Work instructions:
Within the records that follow, count the lines containing the string "NativeBody". Reply only with the count.

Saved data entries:
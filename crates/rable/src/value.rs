use std::fmt;
use std::rc::{Rc, Weak};

use indexmap::IndexMap;
use serde::ser::{Serialize, SerializeMap, SerializeSeq, Serializer};
use serde::{Deserialize, Deserializer};

use crate::error::EvalError;
use crate::scope::Scope;

pub type Map = IndexMap<String, Value>;

/// Dynamic value stored in state and produced by expressions.
#[derive(Clone, Default)]
pub enum Value {
    #[default]
    Undefined,
    Null,
    Bool(bool),
    Number(f64),
    String(String),
    List(Vec<Value>),
    Map(Map),
    Function(Function),
}

/// Arguments and receiver handed to a native function.
pub struct Invocation {
    pub receiver: Option<Rc<dyn Scope>>,
    pub arguments: Vec<Value>,
}

impl Invocation {
    pub fn argument(&self, index: usize) -> Value {
        self.arguments.get(index).cloned().unwrap_or_default()
    }
}

type NativeBody = dyn Fn(&Invocation) -> Result<Value, EvalError>;

/// Native closure callable from expressions, optionally bound to the state
/// container it was written into.
#[derive(Clone)]
pub struct Function {
    name: Rc<str>,
    body: Rc<NativeBody>,
    receiver: Option<Weak<dyn Scope>>,
}

impl Function {
    pub fn new(
        name: &str,
        body: impl Fn(&Invocation) -> Result<Value, EvalError> + 'static,
    ) -> Self {
        Self {
            name: name.into(),
            body: Rc::new(body),
            receiver: None,
        }
    }

    pub fn name(&self) -> &str {
        &self.name
    }

    /// Same function with `this` set to `receiver`.
    pub fn bind(&self, receiver: Weak<dyn Scope>) -> Self {
        Self {
            name: Rc::clone(&self.name),
            body: Rc::clone(&self.body),
            receiver: Some(receiver),
        }
    }

    pub fn is_bound(&self) -> bool {
        self.receiver.is_some()
    }

    pub fn call(&self, arguments: Vec<Value>) -> Result<Value, EvalError> {
        let invocation = Invocation {
            receiver: self.receiver.as_ref().and_then(Weak::upgrade),
            arguments,
        };
        (self.body)(&invocation)
    }
}

impl PartialEq for Function {
    fn eq(&self, other: &Self) -> bool {
        Rc::ptr_eq(&self.body, &other.body)
    }
}

impl fmt::Debug for Function {
    fn fmt(&self, f: &mut fmt::Formatter<'_>) -> fmt::Result {
        write!(f, "[function {}]", self.name)
    }
}

impl Value {
    pub fn type_name(&self) -> &'static str {
        match self {
            Self::Undefined => "undefined",
            Self::Bool(_) => "boolean",
            Self::Number(_) => "number",
            Self::String(_) => "string",
            Self::Null | Self::List(_) | Self::Map(_) => "object",
            Self::Function(_) => "function",
        }
    }

    /// Objects and functions cannot be mirrored into form controls.
    pub fn is_object_or_function(&self) -> bool {
        matches!(self.type_name(), "object" | "function")
    }

    pub fn is_nullish(&self) -> bool {
        matches!(self, Self::Undefined | Self::Null)
    }

    pub fn is_truthy(&self) -> bool {
        match self {
            Self::Undefined | Self::Null => false,
            Self::Bool(value) => *value,
            Self::Number(number) => *number != 0.0 && !number.is_nan(),
            Self::String(string) => !string.is_empty(),
            Self::List(_) | Self::Map(_) | Self::Function(_) => true,
        }
    }

    pub fn to_number(&self) -> f64 {
        match self {
            Self::Undefined | Self::Function(_) | Self::Map(_) => f64::NAN,
            Self::Null => 0.0,
            Self::Bool(value) => f64::from(u8::from(*value)),
            Self::Number(number) => *number,
            Self::String(string) => parse_number(string),
            Self::List(items) => match items.as_slice() {
                [] => 0.0,
                [item] => parse_number(&item.to_string()),
                _ => f64::NAN,
            },
        }
    }

    /// String conversion used by concatenation and `String(..)`. Unlike
    /// [`Display`](fmt::Display), `undefined` is spelled out.
    pub fn to_script_string(&self) -> String {
        match self {
            Self::Undefined => "undefined".to_string(),
            other => other.to_string(),
        }
    }

    pub fn as_str(&self) -> Option<&str> {
        match self {
            Self::String(string) => Some(string),
            _ => None,
        }
    }

    pub fn as_map(&self) -> Option<&Map> {
        match self {
            Self::Map(map) => Some(map),
            _ => None,
        }
    }

    /// `===`
    pub fn strict_equals(&self, other: &Self) -> bool {
        match (self, other) {
            (Self::Number(a), Self::Number(b)) => a == b,
            (Self::Undefined, Self::Undefined) | (Self::Null, Self::Null) => true,
            (Self::Bool(a), Self::Bool(b)) => a == b,
            (Self::String(a), Self::String(b)) => a == b,
            (Self::List(a), Self::List(b)) => {
                a.len() == b.len() && a.iter().zip(b).all(|(a, b)| a.strict_equals(b))
            }
            (Self::Map(a), Self::Map(b)) => {
                a.len() == b.len()
                    && a.iter()
                        .all(|(key, value)| b.get(key).is_some_and(|other| value.strict_equals(other)))
            }
            (Self::Function(a), Self::Function(b)) => a == b,
            _ => false,
        }
    }

    /// `==`
    pub fn loose_equals(&self, other: &Self) -> bool {
        match (self, other) {
            (a, b) if a.is_nullish() && b.is_nullish() => true,
            (a, b) if a.is_nullish() || b.is_nullish() => false,
            (Self::Number(_), Self::String(_)) | (Self::String(_), Self::Number(_)) => {
                self.to_number() == other.to_number()
            }
            (Self::Bool(_), _) => Self::Number(self.to_number()).loose_equals(other),
            (_, Self::Bool(_)) => self.loose_equals(&Self::Number(other.to_number())),
            (Self::List(_) | Self::Map(_), Self::Number(_) | Self::String(_)) => {
                Self::String(self.to_string()).loose_equals(other)
            }
            (Self::Number(_) | Self::String(_), Self::List(_) | Self::Map(_)) => {
                self.loose_equals(&Self::String(other.to_string()))
            }
            _ => self.strict_equals(other),
        }
    }

    pub fn to_json(&self) -> serde_json::Value {
        match self {
            Self::Undefined | Self::Null | Self::Function(_) => serde_json::Value::Null,
            Self::Bool(value) => serde_json::Value::Bool(*value),
            Self::Number(number) if is_safe_integer(*number) => {
                serde_json::Value::Number((*number as i64).into())
            }
            Self::Number(number) => serde_json::Number::from_f64(*number)
                .map_or(serde_json::Value::Null, serde_json::Value::Number),
            Self::String(string) => serde_json::Value::String(string.clone()),
            Self::List(items) => serde_json::Value::Array(items.iter().map(Self::to_json).collect()),
            Self::Map(map) => serde_json::Value::Object(
                map.iter()
                    .filter(|(_, value)| !matches!(value, Self::Undefined | Self::Function(_)))
                    .map(|(key, value)| (key.clone(), value.to_json()))
                    .collect(),
            ),
        }
    }
}

/// Numeric conversion of a string: surrounding whitespace is ignored, the
/// empty string is zero and anything unparsable is `NaN`.
pub fn parse_number(text: &str) -> f64 {
    let trimmed = text.trim();
    if trimmed.is_empty() {
        return 0.0;
    }
    match trimmed {
        "Infinity" | "+Infinity" => return f64::INFINITY,
        "-Infinity" => return f64::NEG_INFINITY,
        _ => {}
    }
    if let Some(hex) = trimmed.strip_prefix("0x").or_else(|| trimmed.strip_prefix("0X")) {
        return i64::from_str_radix(hex, 16).map_or(f64::NAN, |number| number as f64);
    }
    let valid = trimmed
        .chars()
        .all(|c| c.is_ascii_digit() || matches!(c, '.' | 'e' | 'E' | '+' | '-'));
    if !valid {
        return f64::NAN;
    }
    trimmed.parse::<f64>().unwrap_or(f64::NAN)
}

fn is_safe_integer(number: f64) -> bool {
    number.fract() == 0.0 && number.abs() < 9_007_199_254_740_992.0
}

pub fn format_number(number: f64) -> String {
    if number.is_nan() {
        "NaN".to_string()
    } else if number.is_infinite() {
        let sign = if number > 0.0 { "" } else { "-" };
        format!("{sign}Infinity")
    } else if number == 0.0 {
        "0".to_string()
    } else if number.fract() == 0.0 && number.abs() < 1e21 {
        format!("{}", number as i128)
    } else if number.abs() >= 1e21 {
        let formatted = format!("{number:e}");
        match formatted.split_once('e') {
            Some((mantissa, exponent)) if !exponent.starts_with('-') => {
                format!("{mantissa}e+{exponent}")
            }
            _ => formatted,
        }
    } else {
        format!("{number}")
    }
}

impl fmt::Display for Value {
    fn fmt(&self, f: &mut fmt::Formatter<'_>) -> fmt::Result {
        match self {
            Self::Undefined => Ok(()),
            Self::Null => write!(f, "null"),
            Self::Bool(value) => write!(f, "{value}"),
            Self::Number(number) => write!(f, "{}", format_number(*number)),
            Self::String(string) => write!(f, "{string}"),
            Self::List(items) => {
                for (index, item) in items.iter().enumerate() {
                    if index > 0 {
                        write!(f, ",")?;
                    }
                    if !item.is_nullish() {
                        write!(f, "{item}")?;
                    }
                }
                Ok(())
            }
            Self::Map(_) => write!(f, "[object Object]"),
            Self::Function(function) => write!(f, "[function {}]", function.name()),
        }
    }
}

impl fmt::Debug for Value {
    fn fmt(&self, f: &mut fmt::Formatter<'_>) -> fmt::Result {
        match self {
            Self::Undefined => write!(f, "undefined"),
            Self::Null => write!(f, "null"),
            Self::Bool(value) => write!(f, "{value}"),
            Self::Number(number) => write!(f, "{}", format_number(*number)),
            Self::String(string) => write!(f, "{string:?}"),
            Self::List(items) => f.debug_list().entries(items).finish(),
            Self::Map(map) => f.debug_map().entries(map).finish(),
            Self::Function(function) => write!(f, "{function:?}"),
        }
    }
}

impl PartialEq for Value {
    fn eq(&self, other: &Self) -> bool {
        match (self, other) {
            (Self::Number(a), Self::Number(b)) => a == b || (a.is_nan() && b.is_nan()),
            (Self::List(a), Self::List(b)) => a == b,
            (Self::Map(a), Self::Map(b)) => a == b,
            _ => self.strict_equals(other),
        }
    }
}

impl From<bool> for Value {
    fn from(value: bool) -> Self {
        Self::Bool(value)
    }
}

impl From<f64> for Value {
    fn from(number: f64) -> Self {
        Self::Number(number)
    }
}

impl From<i32> for Value {
    fn from(number: i32) -> Self {
        Self::Number(f64::from(number))
    }
}

impl From<usize> for Value {
    fn from(number: usize) -> Self {
        Self::Number(number as f64)
    }
}

impl From<&str> for Value {
    fn from(string: &str) -> Self {
        Self::String(string.to_string())
    }
}

impl From<String> for Value {
    fn from(string: String) -> Self {
        Self::String(string)
    }
}

impl From<Vec<Value>> for Value {
    fn from(items: Vec<Value>) -> Self {
        Self::List(items)
    }
}

impl From<Map> for Value {
    fn from(map: Map) -> Self {
        Self::Map(map)
    }
}

impl From<Function> for Value {
    fn from(function: Function) -> Self {
        Self::Function(function)
    }
}

impl From<serde_json::Value> for Value {
    fn from(json: serde_json::Value) -> Self {
        match json {
            serde_json::Value::Null => Self::Null,
            serde_json::Value::Bool(value) => Self::Bool(value),
            serde_json::Value::Number(number) => Self::Number(number.as_f64().unwrap_or(f64::NAN)),
            serde_json::Value::String(string) => Self::String(string),
            serde_json::Value::Array(items) => Self::List(items.into_iter().map(Self::from).collect()),
            serde_json::Value::Object(map) => Self::Map(
                map.into_iter()
                    .map(|(key, value)| (key, Self::from(value)))
                    .collect(),
            ),
        }
    }
}

impl Serialize for Value {
    fn serialize<S: Serializer>(&self, serializer: S) -> Result<S::Ok, S::Error> {
        match self {
            Self::Undefined | Self::Null | Self::Function(_) => serializer.serialize_unit(),
            Self::Bool(value) => serializer.serialize_bool(*value),
            Self::Number(number) if number.is_finite() => {
                if is_safe_integer(*number) {
                    serializer.serialize_i64(*number as i64)
                } else {
                    serializer.serialize_f64(*number)
                }
            }
            Self::Number(_) => serializer.serialize_unit(),
            Self::String(string) => serializer.serialize_str(string),
            Self::List(items) => {
                let mut sequence = serializer.serialize_seq(Some(items.len()))?;
                for item in items {
                    sequence.serialize_element(item)?;
                }
                sequence.end()
            }
            Self::Map(map) => {
                let entries = map
                    .iter()
                    .filter(|(_, value)| !matches!(value, Self::Undefined | Self::Function(_)));
                let mut output = serializer.serialize_map(None)?;
                for (key, value) in entries {
                    output.serialize_entry(key, value)?;
                }
                output.end()
            }
        }
    }
}

impl<'de> Deserialize<'de> for Value {
    fn deserialize<D: Deserializer<'de>>(deserializer: D) -> Result<Self, D::Error> {
        serde_json::Value::deserialize(deserializer).map(Self::from)
    }
}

Response:
2